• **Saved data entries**
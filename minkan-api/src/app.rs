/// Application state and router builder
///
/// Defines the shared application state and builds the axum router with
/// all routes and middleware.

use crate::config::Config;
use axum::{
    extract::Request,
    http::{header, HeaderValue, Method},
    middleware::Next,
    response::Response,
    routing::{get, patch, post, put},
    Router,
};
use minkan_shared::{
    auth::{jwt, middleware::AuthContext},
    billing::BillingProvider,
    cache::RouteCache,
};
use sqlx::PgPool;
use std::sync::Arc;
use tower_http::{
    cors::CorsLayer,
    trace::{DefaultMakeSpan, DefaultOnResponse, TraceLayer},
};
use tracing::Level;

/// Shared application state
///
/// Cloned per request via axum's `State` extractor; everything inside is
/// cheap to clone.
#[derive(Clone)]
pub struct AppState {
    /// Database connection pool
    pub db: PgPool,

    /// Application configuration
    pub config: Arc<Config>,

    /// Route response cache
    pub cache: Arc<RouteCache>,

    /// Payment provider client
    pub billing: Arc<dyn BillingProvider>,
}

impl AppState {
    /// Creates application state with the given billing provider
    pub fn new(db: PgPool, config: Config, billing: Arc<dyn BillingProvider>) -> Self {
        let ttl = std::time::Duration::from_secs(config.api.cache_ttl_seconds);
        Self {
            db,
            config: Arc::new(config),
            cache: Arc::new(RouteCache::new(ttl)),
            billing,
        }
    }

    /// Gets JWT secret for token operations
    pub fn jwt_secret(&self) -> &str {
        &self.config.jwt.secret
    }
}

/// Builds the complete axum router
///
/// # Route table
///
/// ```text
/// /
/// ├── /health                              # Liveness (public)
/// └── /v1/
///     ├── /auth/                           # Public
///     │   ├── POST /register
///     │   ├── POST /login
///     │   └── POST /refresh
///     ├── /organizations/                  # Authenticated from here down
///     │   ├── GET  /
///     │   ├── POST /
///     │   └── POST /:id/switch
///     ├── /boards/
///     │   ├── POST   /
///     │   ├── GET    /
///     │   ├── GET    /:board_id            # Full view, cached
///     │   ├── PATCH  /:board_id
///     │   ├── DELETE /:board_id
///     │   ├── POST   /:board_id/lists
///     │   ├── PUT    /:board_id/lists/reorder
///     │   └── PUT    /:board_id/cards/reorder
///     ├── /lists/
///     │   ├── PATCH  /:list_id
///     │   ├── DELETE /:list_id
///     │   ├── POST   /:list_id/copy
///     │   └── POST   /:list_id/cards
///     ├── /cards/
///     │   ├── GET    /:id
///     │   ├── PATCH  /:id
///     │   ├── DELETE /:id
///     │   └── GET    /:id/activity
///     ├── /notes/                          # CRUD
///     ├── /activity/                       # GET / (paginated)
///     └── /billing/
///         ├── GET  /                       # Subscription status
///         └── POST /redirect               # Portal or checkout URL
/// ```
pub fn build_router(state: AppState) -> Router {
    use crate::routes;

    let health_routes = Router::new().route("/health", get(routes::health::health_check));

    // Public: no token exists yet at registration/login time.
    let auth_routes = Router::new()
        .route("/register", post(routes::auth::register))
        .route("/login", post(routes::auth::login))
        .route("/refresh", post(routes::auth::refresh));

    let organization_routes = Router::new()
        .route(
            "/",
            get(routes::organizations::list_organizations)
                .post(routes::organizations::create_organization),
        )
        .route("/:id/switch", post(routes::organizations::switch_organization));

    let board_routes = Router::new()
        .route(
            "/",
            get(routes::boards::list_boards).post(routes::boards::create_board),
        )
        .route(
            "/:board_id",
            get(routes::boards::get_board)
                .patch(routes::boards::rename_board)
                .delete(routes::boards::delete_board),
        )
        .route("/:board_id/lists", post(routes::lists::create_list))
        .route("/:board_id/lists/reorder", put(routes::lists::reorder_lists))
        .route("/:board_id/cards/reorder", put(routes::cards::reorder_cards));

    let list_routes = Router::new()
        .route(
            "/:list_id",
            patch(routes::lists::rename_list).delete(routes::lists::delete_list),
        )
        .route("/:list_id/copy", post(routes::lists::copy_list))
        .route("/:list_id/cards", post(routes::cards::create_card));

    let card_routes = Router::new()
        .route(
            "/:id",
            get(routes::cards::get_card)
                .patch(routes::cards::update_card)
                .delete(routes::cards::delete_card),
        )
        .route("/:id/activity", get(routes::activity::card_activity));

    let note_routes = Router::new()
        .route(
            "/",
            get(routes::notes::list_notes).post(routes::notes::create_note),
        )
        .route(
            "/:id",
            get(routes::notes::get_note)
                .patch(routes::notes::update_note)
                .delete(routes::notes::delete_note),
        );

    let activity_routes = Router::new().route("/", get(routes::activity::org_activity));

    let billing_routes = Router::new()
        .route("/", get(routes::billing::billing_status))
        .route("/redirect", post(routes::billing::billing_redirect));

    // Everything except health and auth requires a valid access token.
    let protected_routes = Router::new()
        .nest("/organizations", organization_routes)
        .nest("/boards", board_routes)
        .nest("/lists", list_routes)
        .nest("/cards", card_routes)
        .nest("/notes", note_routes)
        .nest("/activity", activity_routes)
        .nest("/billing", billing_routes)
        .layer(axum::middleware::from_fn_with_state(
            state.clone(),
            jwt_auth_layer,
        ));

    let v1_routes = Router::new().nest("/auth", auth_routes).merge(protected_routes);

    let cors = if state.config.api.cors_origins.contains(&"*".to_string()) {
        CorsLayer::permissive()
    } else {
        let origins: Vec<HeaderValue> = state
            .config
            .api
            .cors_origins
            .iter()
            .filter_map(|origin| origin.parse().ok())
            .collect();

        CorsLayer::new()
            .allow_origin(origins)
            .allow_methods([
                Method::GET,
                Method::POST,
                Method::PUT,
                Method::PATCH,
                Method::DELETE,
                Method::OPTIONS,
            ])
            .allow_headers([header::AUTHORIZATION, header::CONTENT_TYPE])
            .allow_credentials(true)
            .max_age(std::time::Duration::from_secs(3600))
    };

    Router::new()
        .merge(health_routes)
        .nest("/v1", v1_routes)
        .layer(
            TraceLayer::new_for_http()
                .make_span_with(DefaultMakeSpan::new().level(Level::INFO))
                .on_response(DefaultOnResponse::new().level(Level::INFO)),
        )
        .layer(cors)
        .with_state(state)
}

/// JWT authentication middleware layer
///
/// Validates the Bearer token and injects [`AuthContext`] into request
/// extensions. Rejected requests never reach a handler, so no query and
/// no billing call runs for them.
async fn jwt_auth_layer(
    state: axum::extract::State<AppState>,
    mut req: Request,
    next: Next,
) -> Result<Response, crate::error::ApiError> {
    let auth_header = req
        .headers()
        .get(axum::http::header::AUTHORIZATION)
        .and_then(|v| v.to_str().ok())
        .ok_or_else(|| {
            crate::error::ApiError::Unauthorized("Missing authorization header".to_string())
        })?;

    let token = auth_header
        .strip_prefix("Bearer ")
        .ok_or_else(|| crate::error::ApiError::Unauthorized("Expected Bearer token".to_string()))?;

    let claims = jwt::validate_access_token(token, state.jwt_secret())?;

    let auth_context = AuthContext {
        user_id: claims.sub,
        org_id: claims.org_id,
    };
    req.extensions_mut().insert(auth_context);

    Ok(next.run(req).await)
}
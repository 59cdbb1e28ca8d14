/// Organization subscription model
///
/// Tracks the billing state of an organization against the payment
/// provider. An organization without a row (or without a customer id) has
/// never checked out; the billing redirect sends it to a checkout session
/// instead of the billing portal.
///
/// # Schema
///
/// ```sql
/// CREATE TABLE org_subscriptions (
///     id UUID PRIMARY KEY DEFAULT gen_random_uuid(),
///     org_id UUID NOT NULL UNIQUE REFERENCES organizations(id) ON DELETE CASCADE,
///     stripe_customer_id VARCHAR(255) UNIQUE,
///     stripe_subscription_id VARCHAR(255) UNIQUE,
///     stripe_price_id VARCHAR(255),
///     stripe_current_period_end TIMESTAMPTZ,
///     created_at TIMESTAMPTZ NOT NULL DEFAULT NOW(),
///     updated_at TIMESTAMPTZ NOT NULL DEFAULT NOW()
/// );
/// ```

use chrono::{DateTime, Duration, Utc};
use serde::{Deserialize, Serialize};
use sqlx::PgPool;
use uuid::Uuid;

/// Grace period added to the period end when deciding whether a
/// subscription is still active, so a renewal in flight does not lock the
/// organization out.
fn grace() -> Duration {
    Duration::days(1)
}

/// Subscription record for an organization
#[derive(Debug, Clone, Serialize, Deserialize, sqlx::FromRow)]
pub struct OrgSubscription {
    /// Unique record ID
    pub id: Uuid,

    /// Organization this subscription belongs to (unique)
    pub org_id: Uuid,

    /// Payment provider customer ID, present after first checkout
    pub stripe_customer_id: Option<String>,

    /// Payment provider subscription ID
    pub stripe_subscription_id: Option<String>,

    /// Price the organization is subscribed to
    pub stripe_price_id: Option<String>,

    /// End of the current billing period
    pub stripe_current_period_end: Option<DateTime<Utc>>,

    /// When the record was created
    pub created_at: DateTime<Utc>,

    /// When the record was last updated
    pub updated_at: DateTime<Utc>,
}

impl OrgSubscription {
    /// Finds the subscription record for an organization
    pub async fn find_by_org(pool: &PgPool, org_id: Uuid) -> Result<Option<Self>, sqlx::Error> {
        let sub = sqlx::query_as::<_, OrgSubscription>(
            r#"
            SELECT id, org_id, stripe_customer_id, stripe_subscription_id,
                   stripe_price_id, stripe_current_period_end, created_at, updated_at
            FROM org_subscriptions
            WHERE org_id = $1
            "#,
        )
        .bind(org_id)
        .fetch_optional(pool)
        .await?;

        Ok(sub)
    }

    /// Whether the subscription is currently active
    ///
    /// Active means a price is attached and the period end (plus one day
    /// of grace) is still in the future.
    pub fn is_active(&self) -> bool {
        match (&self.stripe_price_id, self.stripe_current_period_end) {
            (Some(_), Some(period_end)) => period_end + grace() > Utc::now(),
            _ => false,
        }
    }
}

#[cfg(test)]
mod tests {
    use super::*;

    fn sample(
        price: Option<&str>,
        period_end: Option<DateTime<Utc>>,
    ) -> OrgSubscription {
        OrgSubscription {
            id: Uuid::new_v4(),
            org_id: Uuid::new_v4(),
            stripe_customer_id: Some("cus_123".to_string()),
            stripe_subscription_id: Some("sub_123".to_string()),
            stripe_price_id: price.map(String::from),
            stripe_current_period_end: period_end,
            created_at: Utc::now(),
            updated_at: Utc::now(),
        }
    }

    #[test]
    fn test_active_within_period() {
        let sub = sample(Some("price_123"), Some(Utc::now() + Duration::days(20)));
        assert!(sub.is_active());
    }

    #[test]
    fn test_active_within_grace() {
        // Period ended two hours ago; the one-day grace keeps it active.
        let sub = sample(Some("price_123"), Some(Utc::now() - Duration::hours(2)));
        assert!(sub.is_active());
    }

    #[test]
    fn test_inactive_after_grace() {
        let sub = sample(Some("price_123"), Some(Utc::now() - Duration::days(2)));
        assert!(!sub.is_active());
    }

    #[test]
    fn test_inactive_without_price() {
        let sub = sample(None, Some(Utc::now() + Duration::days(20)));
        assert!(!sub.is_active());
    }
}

• **What is needed**
Extract the lines above, from the first one through the one containing "Payment provider client", and return only those, unchanged.

• **Response box**
filename minkan-api/src/app.rs
/// Application state and router builder
///
/// Defines the shared application state and builds the axum router with
/// all routes and middleware.

use crate::config::Config;
use axum::{
    extract::Request,
    http::{header, HeaderValue, Method},
    middleware::Next,
    response::Response,
    routing::{get, patch, post, put},
    Router,
};
use minkan_shared::{
    auth::{jwt, middleware::AuthContext},
    billing::BillingProvider,
    cache::RouteCache,
};
use sqlx::PgPool;
use std::sync::Arc;
use tower_http::{
    cors::CorsLayer,
    trace::{DefaultMakeSpan, DefaultOnResponse, TraceLayer},
};
use tracing::Level;

/// Shared application state
///
/// Cloned per request via axum's `State` extractor; everything inside is
/// cheap to clone.
#[derive(Clone)]
pub struct AppState {
    /// Database connection pool
    pub db: PgPool,

    /// Application configuration
    pub config: Arc<Config>,

    /// Route response cache
    pub cache: Arc<RouteCache>,

    /// Payment provider client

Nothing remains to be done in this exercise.